| GOAL OF THE EXERCISE |
Return every line of the data below word for word, including the punctuation.

[Stored data]
########
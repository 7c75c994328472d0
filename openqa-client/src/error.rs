//! Error types for the openQA client.

use thiserror::Error;

/// Errors that can occur when talking to an openQA instance.
#[derive(Debug, Error)]
pub enum ClientError {
    /// The request never produced a response (connect, DNS, TLS or body read failure).
    #[error("HTTP transport failed: {0}")]
    Transport(#[from] reqwest::Error),

    /// Server answered with a status other than 200.
    #[error("http status code {status}")]
    Status {
        /// HTTP status code.
        status: u16,
        /// Raw response body, only captured in verbose mode.
        body: Option<String>,
    },

    /// Response body does not decode into the expected shape.
    #[error("Failed to decode response: {0}")]
    Decode(#[from] serde_json::Error),

    /// The expected envelope field is missing from the response.
    #[error("invalid response: {0}")]
    InvalidResponse(String),

    /// A by-ID lookup came back with an empty collection.
    #[error("not found: {0}")]
    NotFound(String),

    /// Following a clone chain exceeded the configured bound.
    #[error("maximum recursion depth reached ({depth})")]
    RecursionLimit {
        /// The configured maximum.
        depth: usize,
    },

    /// The operation needs configuration the instance does not have.
    #[error("configuration error: {0}")]
    Configuration(String),

    /// Invalid base URL provided.
    #[error("Invalid URL: {0}")]
    InvalidUrl(String),
}

impl ClientError {
    /// HTTP status code carried by a [`ClientError::Status`] error.
    pub fn status(&self) -> Option<u16> {
        match self {
            Self::Status { status, .. } => Some(*status),
            _ => None,
        }
    }
}

/// Result type for client operations.
pub type Result<T> = std::result::Result<T, ClientError>;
########
| SOLUTION TO THIS TASK |
repository 7c75c994328472d0
filename openqa-client/src/error.rs
//! Error types for the openQA client.

use thiserror::Error;

/// Errors that can occur when talking to an openQA instance.
#[derive(Debug, Error)]
pub enum ClientError {
    /// The request never produced a response (connect, DNS, TLS or body read failure).
    #[error("HTTP transport failed: {0}")]
    Transport(#[from] reqwest::Error),

    /// Server answered with a status other than 200.
    #[error("http status code {status}")]
    Status {
        /// HTTP status code.
        status: u16,
        /// Raw response body, only captured in verbose mode.
        body: Option<String>,
    },

    /// Response body does not decode into the expected shape.
    #[error("Failed to decode response: {0}")]
    Decode(#[from] serde_json::Error),

    /// The expected envelope field is missing from the response.
    #[error("invalid response: {0}")]
    InvalidResponse(String),

    /// A by-ID lookup came back with an empty collection.
    #[error("not found: {0}")]
    NotFound(String),

    /// Following a clone chain exceeded the configured bound.
    #[error("maximum recursion depth reached ({depth})")]
    RecursionLimit {
        /// The configured maximum.
        depth: usize,
    },

    /// The operation needs configuration the instance does not have.
    #[error("configuration error: {0}")]
    Configuration(String),

    /// Invalid base URL provided.
    #[error("Invalid URL: {0}")]
    InvalidUrl(String),
}

impl ClientError {
    /// HTTP status code carried by a [`ClientError::Status`] error.
    pub fn status(&self) -> Option<u16> {
        match self {
            Self::Status { status, .. } => Some(*status),
            _ => None,
        }
    }
}

/// Result type for client operations.
pub type Result<T> = std::result::Result<T, ClientError>;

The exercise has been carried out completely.